The charges against her were of:


– Awarding B grades to two students and a B+ to another in the Malaysian studies paper, despite their absence from the second semester final examination;
– Failing to grade three other students in the same examination;
– Preparing wrong answer scripts for the same examination; and
– Failing to mark answer scripts but awarding grades.

After her termination, the lecturer took the university college to the industrial court, claiming wrongful dismissal.

At the hearing, which ended in December last year, witnesses submitted copies of unmarked scripts for which grades were awarded, and others with similar answers but differing scores.

“However, the university college later reviewed the papers she marked and the correct grades were awarded,” a witness said.

The university college also submitted that the lecturer had been verbally warned twice in the past for placing the wrong cover page for an examination paper and giving a “like” on a social media post that could mar the institution’s image.
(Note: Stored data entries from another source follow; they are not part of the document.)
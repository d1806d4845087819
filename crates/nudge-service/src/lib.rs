//! Nudge Service - the boundary the HTTP/UI layer consumes
//!
//! One struct owns the store, the authenticator, and the lifecycle engine,
//! and exposes the four operations the excluded transport layer would route
//! to: create, view, act, list. Inputs arrive as raw strings the way a
//! request handler would hand them over; everything typed lives below this
//! crate.

pub mod view;

use std::sync::Arc;

use chrono::Utc;
use tracing::info;

use nudge_core::{
    build_agreement, AgreementAction, AgreementSpec, BearerTokenAuthenticator, LifecycleEngine,
    SideAuthenticator,
};
use nudge_store::AgreementStore;
use nudge_types::{AgreementId, NudgeError, Result};

pub use view::{
    share_path, AgreementSummary, AgreementView, CreateAgreementRequest, CreateAgreementResponse,
    SideFlags, SideOutcomes, ViewerContext,
};

/// The service-facing surface of the agreement system
pub struct NudgeService {
    store: Arc<dyn AgreementStore>,
    auth: Arc<dyn SideAuthenticator>,
    engine: LifecycleEngine,
}

impl NudgeService {
    /// Build a service over a store, with the v1 bearer-token scheme
    pub fn new(store: Arc<dyn AgreementStore>) -> Self {
        Self::with_authenticator(store, Arc::new(BearerTokenAuthenticator))
    }

    /// Build a service with a custom token scheme
    pub fn with_authenticator(
        store: Arc<dyn AgreementStore>,
        auth: Arc<dyn SideAuthenticator>,
    ) -> Self {
        let engine = LifecycleEngine::new(Arc::clone(&store), Arc::clone(&auth));
        Self {
            store,
            auth,
            engine,
        }
    }

    /// Create a new agreement. Fails with `InvalidInput` on any malformed
    /// field; on success returns the id and both side-specific share links.
    pub async fn create_agreement(
        &self,
        request: CreateAgreementRequest,
    ) -> Result<CreateAgreementResponse> {
        let agreement = build_agreement(
            AgreementSpec {
                title: request.title,
                action: request.action,
                deadline_minutes: request.deadline_minutes,
                stake_a: request.stake_a,
                stake_b: request.stake_b,
                winner: request.winner,
            },
            Utc::now(),
        )?;

        let id = agreement.id;
        let token_a = agreement.token_a.to_string();
        let token_b = agreement.token_b.to_string();
        self.store.create(agreement).await?;
        info!(agreement_id = %id, "agreement created");

        Ok(CreateAgreementResponse {
            id,
            share_path_a: share_path(&id, &token_a),
            share_path_b: share_path(&id, &token_b),
            token_a,
            token_b,
        })
    }

    /// Fetch the public view of an agreement, with the viewer block resolved
    /// from the presented token. Anonymous and wrong-token viewers get the
    /// view with no side and no token echoed.
    pub async fn agreement_view(&self, id: &str, token: Option<&str>) -> Result<AgreementView> {
        let id = parse_id(id)?;
        let agreement = self.store.get(&id).await?;
        let viewer_side = self.auth.resolve(&agreement, token);
        Ok(AgreementView::build(&agreement, viewer_side, Utc::now()))
    }

    /// Submit an action against an agreement.
    ///
    /// `NotFound` for an unknown id, `Forbidden` when the token resolves to
    /// no side, `InvalidInput` for an unrecognized kind or outcome value.
    pub async fn submit_action(
        &self,
        id: &str,
        token: Option<&str>,
        kind: &str,
        value: Option<&str>,
    ) -> Result<()> {
        let id = parse_id(id)?;
        let action = AgreementAction::parse(kind, value)?;
        self.engine.submit(&id, token, action).await?;
        Ok(())
    }

    /// Most recently created agreements, newest first. Tokens never appear
    /// in summaries.
    pub async fn recent_agreements(&self, limit: usize) -> Result<Vec<AgreementSummary>> {
        let now = Utc::now();
        let agreements = self.store.recent(limit).await?;
        Ok(agreements
            .iter()
            .map(|agreement| AgreementSummary::build(agreement, now))
            .collect())
    }
}

/// An unparseable id is indistinguishable from an unknown one, so a caller
/// cannot probe id well-formedness separately from existence.
fn parse_id(raw: &str) -> Result<AgreementId> {
    AgreementId::parse(raw).map_err(|_| NudgeError::not_found(raw))
}
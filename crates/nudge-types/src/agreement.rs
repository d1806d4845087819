//! The Agreement record
//!
//! An Agreement binds two sides to a staked, time-boxed, mutually-confirmed
//! action. There is no stored status field: everything about where an
//! agreement stands is derived from these fields and the clock, so the record
//! can be re-evaluated at any time from persisted state alone.

use chrono::{DateTime, Duration, Utc};
use serde::{Deserialize, Serialize};

use crate::identity::AgreementId;
use crate::side::{Outcome, Side};
use crate::token::CapabilityToken;

/// Minimum deadline duration: 1 minute
pub const MIN_DEADLINE_MINUTES: i64 = 1;

/// Maximum deadline duration: 30 days
pub const MAX_DEADLINE_MINUTES: i64 = 30 * 24 * 60;

/// Grace window after the deadline during which disagreement or silence is
/// tolerated before forfeiture is finalized
pub const GRACE_WINDOW_HOURS: i64 = 24;

/// The core record binding two sides to a staked agreement
#[derive(Debug, Clone, Serialize, Deserialize)]
pub struct Agreement {
    /// Unique id, assigned at creation
    pub id: AgreementId,
    /// Short human-readable name
    pub title: String,
    /// Description of the action being agreed on
    pub action: String,
    /// Countdown length, relative to `created_at`
    pub deadline_minutes: i64,
    /// Side A's stake
    pub stake_a: f64,
    /// Side B's stake
    pub stake_b: f64,
    /// Side that receives the pot if the outcome resolves to done
    pub winner: Side,
    /// Creation time; all other timing is relative to this
    pub created_at: DateTime<Utc>,
    /// Whether side A accepted the terms (monotonic)
    pub accepted_a: bool,
    /// Whether side B accepted the terms (monotonic)
    pub accepted_b: bool,
    /// Side A's outcome vote
    pub outcome_a: Option<Outcome>,
    /// Side B's outcome vote
    pub outcome_b: Option<Outcome>,
    /// Set exactly once, when both sides have voted done
    pub ended_early_at: Option<DateTime<Utc>>,
    /// Side A's capability token
    pub token_a: CapabilityToken,
    /// Side B's capability token
    pub token_b: CapabilityToken,
}

impl Agreement {
    /// The sum of both stakes
    pub fn pot(&self) -> f64 {
        self.stake_a + self.stake_b
    }

    /// When the nominal countdown ends
    pub fn deadline_at(&self) -> DateTime<Utc> {
        self.created_at + Duration::minutes(self.deadline_minutes)
    }

    /// When the countdown actually ends: the early-termination time if both
    /// sides agreed done before the deadline, otherwise the deadline itself
    pub fn effective_end_at(&self) -> DateTime<Utc> {
        self.ended_early_at.unwrap_or_else(|| self.deadline_at())
    }

    /// When the post-deadline grace window closes. Fixed relative to the
    /// nominal deadline, independent of any early end.
    pub fn grace_end_at(&self) -> DateTime<Utc> {
        self.deadline_at() + Duration::hours(GRACE_WINDOW_HOURS)
    }

    /// Whether the given side has accepted the terms
    pub fn accepted(&self, side: Side) -> bool {
        match side {
            Side::A => self.accepted_a,
            Side::B => self.accepted_b,
        }
    }

    /// Record an acceptance. Monotonic: re-accepting is a no-op.
    pub fn set_accepted(&mut self, side: Side) {
        match side {
            Side::A => self.accepted_a = true,
            Side::B => self.accepted_b = true,
        }
    }

    /// The given side's outcome vote, if submitted
    pub fn outcome(&self, side: Side) -> Option<Outcome> {
        match side {
            Side::A => self.outcome_a,
            Side::B => self.outcome_b,
        }
    }

    /// Record an outcome vote. A resubmission overwrites the previous vote.
    pub fn set_outcome(&mut self, side: Side, value: Outcome) {
        match side {
            Side::A => self.outcome_a = Some(value),
            Side::B => self.outcome_b = Some(value),
        }
    }

    /// Whether both sides have accepted
    pub fn both_accepted(&self) -> bool {
        self.accepted_a && self.accepted_b
    }

    /// Whether both sides have voted done
    pub fn both_done(&self) -> bool {
        self.outcome_a == Some(Outcome::Done) && self.outcome_b == Some(Outcome::Done)
    }

    /// Whether both sides have voted not done
    pub fn both_not_done(&self) -> bool {
        self.outcome_a == Some(Outcome::NotDone) && self.outcome_b == Some(Outcome::NotDone)
    }

    /// Resolve a candidate token to the side it belongs to
    pub fn side_of_token(&self, candidate: &str) -> Option<Side> {
        if self.token_a.matches(candidate) {
            Some(Side::A)
        } else if self.token_b.matches(candidate) {
            Some(Side::B)
        } else {
            None
        }
    }

    /// The given side's own token
    pub fn token_for(&self, side: Side) -> CapabilityToken {
        match side {
            Side::A => self.token_a,
            Side::B => self.token_b,
        }
    }
}
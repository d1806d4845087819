//! End-to-end lifecycle scenarios against the full service stack:
//! in-memory store, bearer-token auth, lifecycle engine, settlement resolver.

use std::sync::Arc;

use chrono::Duration;
use nudge_core::{settlement_status, SettlementStatus};
use nudge_service::{CreateAgreementRequest, NudgeService};
use nudge_store::{AgreementStore, MemoryStore};
use nudge_types::{AgreementId, Outcome, Side};

fn request() -> CreateAgreementRequest {
    CreateAgreementRequest {
        title: "Dry January".to_string(),
        action: "No drinks all month".to_string(),
        deadline_minutes: 1.0,
        stake_a: 20.0,
        stake_b: 20.0,
        winner: "A".to_string(),
    }
}

#[tokio::test]
async fn both_accept_and_confirm_within_the_minute() {
    let store = Arc::new(MemoryStore::new());
    let svc = NudgeService::new(Arc::clone(&store) as Arc<dyn AgreementStore>);

    let created = svc.create_agreement(request()).await.unwrap();
    let id = created.id.to_string();

    // Both sides accept, then both submit done, all inside the one-minute
    // countdown.
    svc.submit_action(&id, Some(created.token_a.as_str()), "accept", None)
        .await
        .unwrap();
    svc.submit_action(&id, Some(created.token_b.as_str()), "accept", None)
        .await
        .unwrap();
    svc.submit_action(&id, Some(created.token_a.as_str()), "outcome", Some("done"))
        .await
        .unwrap();
    svc.submit_action(&id, Some(created.token_b.as_str()), "outcome", Some("done"))
        .await
        .unwrap();

    let agreement = store.get(&created.id).await.unwrap();
    let ended = agreement.ended_early_at.expect("consensus ends the timer");
    assert!(ended >= agreement.created_at);
    assert!(ended < agreement.deadline_at());
    assert_eq!(agreement.effective_end_at(), ended);

    // Resolved immediately at the early end, not at the nominal deadline.
    assert_eq!(
        settlement_status(&agreement, ended),
        SettlementStatus::ResolvedDone { winner: Side::A }
    );

    let view = svc
        .agreement_view(&id, Some(created.token_a.as_str()))
        .await
        .unwrap();
    assert!(view.accepted.a && view.accepted.b);
    assert_eq!(view.outcome.a, Some(Outcome::Done));
    assert_eq!(view.outcome.b, Some(Outcome::Done));
    assert_eq!(view.effective_end_at, ended);
    assert_eq!(view.status, SettlementStatus::ResolvedDone { winner: Side::A });
}

#[tokio::test]
async fn silent_counterparty_forfeits_after_the_grace_window() {
    let store = Arc::new(MemoryStore::new());
    let svc = NudgeService::new(Arc::clone(&store) as Arc<dyn AgreementStore>);

    let created = svc.create_agreement(request()).await.unwrap();
    let id = created.id.to_string();

    // Only A ever shows up.
    svc.submit_action(&id, Some(created.token_a.as_str()), "accept", None)
        .await
        .unwrap();
    svc.submit_action(&id, Some(created.token_a.as_str()), "outcome", Some("done"))
        .await
        .unwrap();

    let agreement = store.get(&created.id).await.unwrap();
    assert!(agreement.ended_early_at.is_none());

    let deadline = agreement.deadline_at();

    // Still pending through the deadline and right up to the grace close.
    assert!(matches!(
        settlement_status(&agreement, deadline),
        SettlementStatus::Pending { .. }
    ));
    assert!(matches!(
        settlement_status(&agreement, deadline + Duration::hours(23) + Duration::minutes(59)),
        SettlementStatus::Pending { .. }
    ));

    // The grace window closes 24h after the deadline: forfeited.
    assert_eq!(
        settlement_status(&agreement, deadline + Duration::hours(24)),
        SettlementStatus::Forfeited
    );
}

#[tokio::test]
async fn tokens_work_cross_agreement_only_on_their_own() {
    let svc = NudgeService::new(Arc::new(MemoryStore::new()));

    let first = svc.create_agreement(request()).await.unwrap();
    let second = svc.create_agreement(request()).await.unwrap();

    // A token from one agreement grants nothing on another.
    let err = svc
        .submit_action(
            &second.id.to_string(),
            Some(first.token_a.as_str()),
            "accept",
            None,
        )
        .await
        .unwrap_err();
    assert_eq!(err.error_code(), "FORBIDDEN");

    // And each agreement's own tokens stay scoped to their side.
    let view = svc
        .agreement_view(&second.id.to_string(), Some(first.token_a.as_str()))
        .await
        .unwrap();
    assert_eq!(view.viewer.side, None);
}

#[tokio::test]
async fn concurrent_done_votes_from_both_sides_end_early_once() {
    let store = Arc::new(MemoryStore::new());
    let svc = Arc::new(NudgeService::new(
        Arc::clone(&store) as Arc<dyn AgreementStore>
    ));

    for _ in 0..25 {
        let created = svc.create_agreement(request()).await.unwrap();
        let id = created.id.to_string();

        let svc_a = Arc::clone(&svc);
        let id_a = id.clone();
        let token_a = created.token_a.clone();
        let h1 = tokio::spawn(async move {
            svc_a
                .submit_action(&id_a, Some(token_a.as_str()), "outcome", Some("done"))
                .await
                .unwrap();
        });

        let svc_b = Arc::clone(&svc);
        let id_b = id.clone();
        let token_b = created.token_b.clone();
        let h2 = tokio::spawn(async move {
            svc_b
                .submit_action(&id_b, Some(token_b.as_str()), "outcome", Some("done"))
                .await
                .unwrap();
        });

        h1.await.unwrap();
        h2.await.unwrap();

        let agreement = store.get(&created.id).await.unwrap();
        let ended = agreement
            .ended_early_at
            .expect("double done must end early exactly once");
        assert!(ended >= agreement.created_at);
    }
}

#[tokio::test]
async fn unknown_agreement_is_not_found_before_auth() {
    let svc = NudgeService::new(Arc::new(MemoryStore::new()));
    let err = svc
        .submit_action(&AgreementId::new().to_string(), None, "accept", None)
        .await
        .unwrap_err();
    assert_eq!(err.error_code(), "NOT_FOUND");
}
“Being a staff member who can be categorised as a senior lecturer, the claimant should actually set a good example for other employees,” the court was told.

In her defence, the lecturer said the university college had overburdened her by assigning her to duties beyond her contract as a lecturer without any additional allowances.

The duties included those of student affairs senior officer and proficiency training centre trainer, which she said interfered with her duty as a lecturer.

“It was not fair on the university’s part to task me with these extra duties, because they were burdensome in addition to my duties as a lecturer,” she said.

The lecturer alleged that the online system for registering student grades was faulty.

Paramalingam, who agreed with Tati University College on all the charges against the lecturer, said the court could not accept her claims of a faulty online system as she failed to provide proof.

“Her decision to give marks to the three absent students calls into question her integrity as a lecturer,” he said, adding it was her duty to verify if the students were present during the examination.